---
language: en
tags:
  - pytorch
  - gan
  - conditional-generation
  - mnist
  - image-generation
  - projection-discriminator
  - generative-adversarial-network
---

# MNIST conditional GAN (cGAN)

**Class-conditional** synthesis of **28×28 grayscale** MNIST-style digits.

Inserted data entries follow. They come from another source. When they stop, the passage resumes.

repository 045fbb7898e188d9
mod detector;

pub use detector::detect_language;
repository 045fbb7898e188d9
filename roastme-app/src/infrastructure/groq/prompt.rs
use crate::domain::{Language, LanguageTag, RoastLevel, RoastPrompt, RoastRequest, Script};

const SOFT_SYSTEM: &str = "You are a friendly comedian who gently teases people.
- Use playful, lighthearted humor
- Keep it wholesome but still funny
- Like a friend who lovingly makes fun of you
- Use mild sarcasm and clever wordplay
- Make them chuckle, not cry";

const MEDIUM_SYSTEM: &str = "You are a stand-up comedian known for bold, sarcastic roasts.
- Be witty and cutting but not cruel
- Use sharp observations and clever burns
- Reference their flaws creatively
- Make it sting a little but in a fun way
- Like a roast battle with some heat";

const BRUTAL_SYSTEM: &str = "You are a SAVAGE roast master with NO MERCY.
- Go ABSOLUTELY BRUTAL - make them question their life choices
- Attack their profession, dreams, and everything they told you
- Use dark humor, devastating burns, and savage observations
- Make it so harsh they might need therapy after
- Be creative with insults - hit where it hurts
- Reference their \"about\" section to make it deeply personal
- Make them feel called out on a spiritual level
- Like a verbal destruction with no survivors
- BUT NEVER use slurs, hate speech, or genuinely harmful content";

const MARATHI_DEVANAGARI: &str = "IMPORTANT: The user has written in Marathi (Devanagari script).
You MUST respond entirely in Marathi using Devanagari script (मराठी).
Use authentic Marathi phrases, slang, and expressions for the roast.
Example: \"अरे बाबा\", \"काय रे\", \"भावा\", \"मग काय\"";

const MARATHI_LATIN: &str = "IMPORTANT: The user has written in Marathi using English letters (transliterated).
You MUST respond in Marathi but written in English letters (Roman Marathi/Romanized Marathi).
Use authentic Marathi phrases and slang written in English.
Example: \"Arre baba\", \"Kay re\", \"Bhava\", \"Mag kay\", \"Kiti bore aahe\"";

const HINDI_DEVANAGARI: &str = "IMPORTANT: The user has written in Hindi (Devanagari script).
You MUST respond entirely in Hindi using Devanagari script (हिंदी).
Use authentic Hindi phrases, slang, and expressions for the roast.
Example: \"अरे भाई\", \"क्या बात है\", \"बंदे\", \"भइया\"";

const HINDI_LATIN: &str = "IMPORTANT: The user has written in Hindi using English letters (transliterated).
You MUST respond in Hindi but written in English letters (Hinglish/Romanized Hindi).
Use authentic Hindi phrases and slang written in English.
Example: \"Arre bhai\", \"Kya baat hai\", \"Bande\", \"Bhaiya\", \"Kitna boring hai\"";

const ENGLISH: &str = "Respond in English with modern, relatable humor.";

pub fn system_template(level: RoastLevel) -> &'static str {
    match level {
        RoastLevel::Soft => SOFT_SYSTEM,
        RoastLevel::Medium => MEDIUM_SYSTEM,
        RoastLevel::Brutal => BRUTAL_SYSTEM,
    }
}

pub fn language_instruction(tag: LanguageTag) -> &'static str {
    match (tag.language, tag.script) {
        (Language::Marathi, Script::Devanagari) => MARATHI_DEVANAGARI,
        (Language::Marathi, Script::Latin) => MARATHI_LATIN,
        (Language::Hindi, Script::Devanagari) => HINDI_DEVANAGARI,
        (Language::Hindi, Script::Latin) => HINDI_LATIN,
        (Language::English, _) => ENGLISH,
    }
}

fn tone_line(level: RoastLevel) -> &'static str {
    match level {
        RoastLevel::Soft => "Keep it playful and fun",
        RoastLevel::Medium => "Be bold and sarcastic",
        RoastLevel::Brutal => "Be absolutely SAVAGE and RUTHLESS",
    }
}

pub fn build_roast_prompt(request: &RoastRequest, tag: LanguageTag) -> RoastPrompt {
    let about = if request.about.is_empty() {
        "No additional info provided"
    } else {
        request.about.as_str()
    };

    let user = format!(
        r#"Roast this person based on the following info:

Name: {name}
Profession: {profession}
About them: {about}
Roast Level: {level}

{language}

Instructions:
- Write 4-6 lines of roast
- Make it personal using the info provided
- {tone}
- Use humor and references appropriate to the detected language
- Each line should be a separate burn
- End with a devastating closer
- DO NOT include any disclaimers or apologies
- DO NOT break character
- STRICTLY follow the language instruction above"#,
        name = request.name,
        profession = request.profession,
        about = about,
        level = request.level.label(),
        language = language_instruction(tag),
        tone = tone_line(request.level),
    );

    RoastPrompt {
        level: request.level,
        system: system_template(request.level).to_string(),
        user,
    }
}
use roastme_errors::AppError;
use std::fmt;
use std::time::Duration;

pub const DEFAULT_PORT: u16 = 5000;
pub const DEFAULT_HOST: &str = "0.0.0.0";
pub const DEFAULT_MODEL: &str = "llama-3.3-70b-versatile";
pub const DEFAULT_API_URL: &str = "https://api.groq.com/openai/v1/chat/completions";
pub const DEFAULT_TIMEOUT_SECS: u64 = 30;
pub const DEFAULT_CORS_ORIGINS: &[&str] = &["http://localhost:3000", "http://127.0.0.1:3000"];

#[derive(Clone)]
pub struct AppConfig {
    pub groq_api_key: String,
    pub groq_api_url: String,
    pub groq_model: String,
    pub groq_timeout: Duration,
    pub host: String,
    pub port: u16,
    pub cors_origins: Vec<String>,
}

impl AppConfig {
    pub fn from_env() -> Result<Self, AppError> {
        Self::from_lookup(|key| std::env::var(key).ok())
    }

    pub fn from_lookup<F>(lookup: F) -> Result<Self, AppError>
    where
        F: Fn(&str) -> Option<String>,
    {
        let get = |key: &str| lookup(key).map(|v| v.trim().to_string()).filter(|v| !v.is_empty());

        let groq_api_key =
            get("GROQ_API_KEY").ok_or_else(|| AppError::Config("GROQ_API_KEY must be set".to_string()))?;

        let port = match get("PORT") {
            Some(raw) => raw
                .parse::<u16>()
                .map_err(|_| AppError::Config(format!("PORT is not a valid port: {raw}")))?,
            None => DEFAULT_PORT,
        };

        let timeout_secs = match get("GROQ_TIMEOUT_SECS") {
            Some(raw) => raw.parse::<u64>().map_err(|_| {
                AppError::Config(format!("GROQ_TIMEOUT_SECS is not a number: {raw}"))
            })?,
            None => DEFAULT_TIMEOUT_SECS,
        };

        let cors_origins = match get("CORS_ORIGINS") {
            Some(raw) => raw
                .split(',')
                .map(str::trim)
                .filter(|origin| !origin.is_empty())
                .map(String::from)
                .collect(),
            None => DEFAULT_CORS_ORIGINS.iter().map(|s| s.to_string()).collect(),
        };

        Ok(Self {
            groq_api_key,
            groq_api_url: get("GROQ_API_URL").unwrap_or_else(|| DEFAULT_API_URL.to_string()),
            groq_model: get("GROQ_MODEL").unwrap_or_else(|| DEFAULT_MODEL.to_string()),
            groq_timeout: Duration::from_secs(timeout_secs),
            host: get("HOST").unwrap_or_else(|| DEFAULT_HOST.to_string()),
            port,
            cors_origins,
        })
    }

    pub fn bind_addr(&self) -> String {
        format!("{}:{}", self.host, self.port)
    }
}

impl fmt::Debug for AppConfig {
    fn fmt(&self, f: &mut fmt::Formatter<'_>) -> fmt::Result {
        f.debug_struct("AppConfig")
            .field("groq_api_key", &"<redacted>")
            .field("groq_api_url", &self.groq_api_url)
            .field("groq_model", &self.groq_model)
            .field("groq_timeout", &self.groq_timeout)
            .field("host", &self.host)
            .field("port", &self.port)
            .field("cors_origins", &self.cors_origins)
            .finish()
    }
}
pub mod groq;
pub mod language;
pub mod security;
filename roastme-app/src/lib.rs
pub mod application;
pub mod config;
pub mod domain;
pub mod infrastructure;

mod app_context;

pub use app_context::AppContext;
pub use config::AppConfig;
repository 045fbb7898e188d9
mod input_sanitizer;

pub use input_sanitizer::InputSanitizer;
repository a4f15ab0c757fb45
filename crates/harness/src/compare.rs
// SPDX-License-Identifier: MIT
// Copyright (c) 2026 Alfred Jean LLC

//! Byte-for-byte comparison of persisted output files.

use std::path::Path;

use similar::TextDiff;

use crate::error::HarnessError;

/// Assert that the file at `path` equals `expected`, byte for byte.
///
/// This checks the tool's second output obligation: when an output file is
/// requested, the persisted script must match the streamed text exactly. On
/// mismatch the error carries a unified diff (expected vs. actual).
pub async fn expect_file_content(path: &Path, expected: &str) -> Result<(), HarnessError> {
    let actual = tokio::fs::read_to_string(path).await?;
    if actual == expected {
        return Ok(());
    }
    Err(HarnessError::OutputMismatch {
        path: path.to_path_buf(),
        diff: unified_diff(expected, &actual),
    })
}

/// Unified diff of two texts, expected on the left.
pub fn unified_diff(expected: &str, actual: &str) -> String {
    TextDiff::from_lines(expected, actual)
        .unified_diff()
        .context_radius(3)
        .header("expected", "actual")
        .to_string()
}

#[cfg(test)]
#[path = "compare_tests.rs"]
mod tests;
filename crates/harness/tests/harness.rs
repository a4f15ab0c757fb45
// SPDX-License-Identifier: MIT
// Copyright (c) 2026 Alfred Jean LLC

#![allow(clippy::unwrap_used, clippy::expect_used, clippy::panic)]

//! End-to-end harness tests against shell-scripted subprocesses.
//!
//! `sh` stands in for the tool under test: it can stage output over time,
//! hold the stream open, and exit with chosen codes, which is everything the
//! harness has to cope with.

use std::path::Path;
use std::time::Duration;

use codegenless_harness::{CliRunner, HarnessError, LaunchOptions};

fn sh(script: &str) -> CliRunner {
    CliRunner::new("sh").base_args(["-c", script])
}

#[tokio::test]
async fn test_wait_for_observes_transient_output() {
    // The marker is printed, then more text follows; a late reader would
    // still find it, but the wait must resolve while the process runs.
    let cli = sh("printf 'preamble\\n'; sleep 0.5; printf 'teardown\\n'")
        .run_cli::<_, String>([])
        .unwrap();

    cli.wait_for("preamble").await.unwrap();
    assert!(!cli.text().contains("teardown"));

    cli.wait_for("teardown").await.unwrap();
    assert_eq!(cli.exited().await, 0);
}

#[tokio::test]
async fn test_wait_for_returns_immediately_when_present() {
    let cli = sh("printf 'already here\\n'; sleep 5")
        .run_cli::<_, String>([])
        .unwrap();
    cli.wait_for("already here").await.unwrap();

    let start = std::time::Instant::now();
    cli.wait_for("already").await.unwrap();
    assert!(start.elapsed() < Duration::from_millis(100));

    cli.terminate();
}

#[tokio::test]
async fn test_match_timeout_reports_snippet_and_buffer() {
    let cli = sh("printf 'some output\\n'; sleep 5")
        .wait_timeout(Duration::from_millis(300))
        .run_cli::<_, String>([])
        .unwrap();

    let err = cli.wait_for("never appears").await.unwrap_err();
    match err {
        HarnessError::MatchTimeout {
            snippet, buffer, ..
        } => {
            assert_eq!(snippet, "never appears");
            assert!(buffer.contains("some output"));
        }
        other => panic!("expected timeout, got {:?}", other),
    }

    // A timed-out assertion must not have killed the process.
    cli.wait_for("some output").await.unwrap();
    cli.terminate();
}

#[tokio::test]
async fn test_unexpected_exit_reports_status_and_partial_buffer() {
    let cli = sh("printf 'partial\\n'; exit 7")
        .run_cli::<_, String>([])
        .unwrap();

    let err = cli.wait_for("never appears").await.unwrap_err();
    match err {
        HarnessError::UnexpectedExit { status, buffer, .. } => {
            assert_eq!(status, 7);
            assert!(buffer.contains("partial"));
        }
        other => panic!("expected unexpected-exit, got {:?}", other),
    }
}

#[tokio::test]
async fn test_exited_is_idempotent_and_cached() {
    let cli = sh("exit 3").run_cli::<_, String>([]).unwrap();
    assert_eq!(cli.exited().await, 3);
    assert_eq!(cli.exited().await, 3);
}

#[tokio::test]
async fn test_output_flushed_before_exit_resolves() {
    let cli = sh("printf 'last words'").run_cli::<_, String>([]).unwrap();
    assert_eq!(cli.exited().await, 0);
    // Everything written before exit is already in the buffer.
    assert!(cli.text().contains("last words"));
}

#[cfg(unix)]
#[tokio::test]
async fn test_terminate_unblocks_exited() {
    let cli = sh("sleep 30").run_cli::<_, String>([]).unwrap();
    cli.terminate();
    // SIGKILL surfaces as 128 + 9.
    assert_eq!(cli.exited().await, 137);
}

#[tokio::test]
async fn test_terminate_after_exit_is_a_no_op() {
    let cli = sh("exit 0").run_cli::<_, String>([]).unwrap();
    assert_eq!(cli.exited().await, 0);
    cli.terminate();
    cli.terminate();
    assert_eq!(cli.exited().await, 0);
}

#[tokio::test]
async fn test_shutdown_terminates_and_reports() {
    let cli = sh("sleep 30").run_cli::<_, String>([]).unwrap();
    let status = cli.shutdown().await;
    assert_ne!(status, 0);
}

#[tokio::test]
async fn test_launch_error_for_missing_executable() {
    let runner = CliRunner::new("/no/such/binary-anywhere");
    let err = runner.run_cli(["--help"]).unwrap_err();
    match err {
        HarnessError::Launch { command, .. } => {
            assert!(command.contains("binary-anywhere"));
        }
        other => panic!("expected launch error, got {:?}", other),
    }
}

#[tokio::test]
async fn test_env_and_cwd_options() {
    let dir = tempfile::tempdir().unwrap();
    let cli = CliRunner::new("sh")
        .base_args(["-c", "printf '%s %s' \"$GREETING\" \"$(pwd)\""])
        .env("GREETING", "hello")
        .cwd(dir.path())
        .run_cli::<_, String>([])
        .unwrap();

    assert_eq!(cli.exited().await, 0);
    let text = cli.text();
    assert!(text.contains("hello"), "got {}", text);
    let cwd = std::fs::canonicalize(dir.path()).unwrap();
    assert!(
        text.contains(cwd.to_str().unwrap()),
        "got {} want {}",
        text,
        cwd.display()
    );
}

#[tokio::test]
async fn test_positional_path_converted_to_file_url() {
    use std::io::Write;

    let mut page = tempfile::NamedTempFile::with_suffix(".html").unwrap();
    page.write_all(b"<html></html>").unwrap();

    let cli = CliRunner::new("sh")
        .base_args(["-c", "printf '%s' \"$1\"", "sh"])
        .convert_file_paths(true)
        .run_cli([page.path().to_str().unwrap()])
        .unwrap();

    assert_eq!(cli.exited().await, 0);
    let text = cli.text();
    assert!(text.starts_with("file://"), "got {}", text);
}

#[tokio::test]
async fn test_stdin_scripting() {
    let cli = CliRunner::new("sh")
        .base_args(["-c", "while read line; do printf 'got %s\\n' \"$line\"; done"])
        .run_cli::<_, String>([])
        .unwrap();

    cli.write_line("first").await.unwrap();
    cli.wait_for("got first").await.unwrap();

    cli.write_line("second").await.unwrap();
    cli.wait_for("got second").await.unwrap();

    cli.close_stdin().await;
    assert_eq!(cli.exited().await, 0);
}

#[tokio::test]
async fn test_multibyte_output_across_pipe_chunks() {
    // Emit a multi-byte character in two writes; the snapshot never shows a
    // torn sequence.
    let cli = sh("printf '\\342\\202'; sleep 0.1; printf '\\254 done'")
        .run_cli::<_, String>([])
        .unwrap();

    cli.wait_for("€ done").await.unwrap();
    assert_eq!(cli.exited().await, 0);
}

#[tokio::test]
async fn test_launch_options_default_timeout() {
    let options = LaunchOptions::default();
    assert_eq!(options.wait_timeout, codegenless_harness::DEFAULT_WAIT_TIMEOUT);
    assert!(!options.convert_file_paths);
}

#[tokio::test]
async fn test_file_url_helper() {
    let page = tempfile::NamedTempFile::with_suffix(".html").unwrap();
    let url = codegenless_harness::file_url(page.path()).unwrap();
    assert!(url.starts_with("file://"));
    assert!(Path::new(page.path()).exists());
}
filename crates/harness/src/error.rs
// SPDX-License-Identifier: MIT
// Copyright (c) 2026 Alfred Jean LLC

//! Error taxonomy surfaced to awaiting test assertions.

use std::path::PathBuf;
use std::time::Duration;

/// Errors that can occur while driving the tool under test.
///
/// Nothing is swallowed: matcher and exit-tracker failures propagate to the
/// assertion that awaited them. Teardown noise (terminating an
/// already-exited process) is not represented here at all, so it can never
/// mask the original failure.
#[derive(Debug, thiserror::Error)]
pub enum HarnessError {
    /// The subprocess could not be started. Fatal to the test case.
    #[error("failed to launch `{command}`: {source}")]
    Launch {
        /// The program that failed to spawn.
        command: String,
        /// The underlying spawn error.
        #[source]
        source: std::io::Error,
    },

    /// A `wait_for` deadline elapsed without the snippet appearing.
    ///
    /// Carries the full buffer captured at failure time so the test output
    /// shows exactly what the tool had produced so far.
    #[error(
        "timed out after {timeout:?} waiting for:\n{snippet}\n--- output at timeout ---\n{buffer}"
    )]
    MatchTimeout {
        /// The snippet that never appeared.
        snippet: String,
        /// Buffer contents at the moment the deadline elapsed.
        buffer: String,
        /// The deadline that elapsed.
        timeout: Duration,
    },

    /// The subprocess exited while a match was still pending.
    #[error(
        "process exited with status {status} before the output appeared:\n{snippet}\n--- output at exit ---\n{buffer}"
    )]
    UnexpectedExit {
        /// Exit status of the subprocess.
        status: i32,
        /// The snippet that was still pending.
        snippet: String,
        /// Buffer contents at exit.
        buffer: String,
    },

    /// A persisted output file differs from the expected script.
    #[error("output file {} does not match the expected content:\n{diff}", .path.display())]
    OutputMismatch {
        /// The file that was checked.
        path: PathBuf,
        /// Unified diff, expected vs. actual.
        diff: String,
    },

    /// A suite configuration file could not be parsed.
    #[error("invalid suite config: {0}")]
    Config(String),

    /// An environment provider failed to set up.
    #[error("environment `{name}` failed to set up: {message}")]
    EnvSetup {
        /// Name of the failing provider.
        name: String,
        /// Provider-supplied failure description.
        message: String,
    },

    /// IO error during read/write.
    #[error("IO error: {0}")]
    Io(#[from] std::io::Error),
}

The
generator maps noise **z** and digit label **y** to an image; the discriminator
uses a **projection discriminator** (Miyato & Koyama, ICLR 2018) with spectral
normalization.

## Files in this model repo

| File | Description |
|------|-------------|
| `mnist_cgan_generator.pth` | Generator ``state_dict`` for inference (matches ``submission_digit_cgan.py``). |
| `training_<source>.pt` | Original checkpoint file (full training state when applicable). |
| `cgan_architecture.py` | Copy of ``digit_cgan/model.py`` (**Generator** + **Discriminator** definitions). |
| `generator_config.json` | Inferred constructor kwargs and metadata. |

## Weights

**Checkpoint:** generator-only export (epoch not in file).


**Inferred architecture (from tensors):**

- ``latent_dim=100``, ``embed_dim=100``,
  ``base_channels=384``, ``num_classes=10``
- Output shape: ``(B, 1, 28, 28)``, values in ``[-1, 1]`` (``tanh``).

Source file: ``mnist_cgan_generator.pth``.

### Load the generator (example)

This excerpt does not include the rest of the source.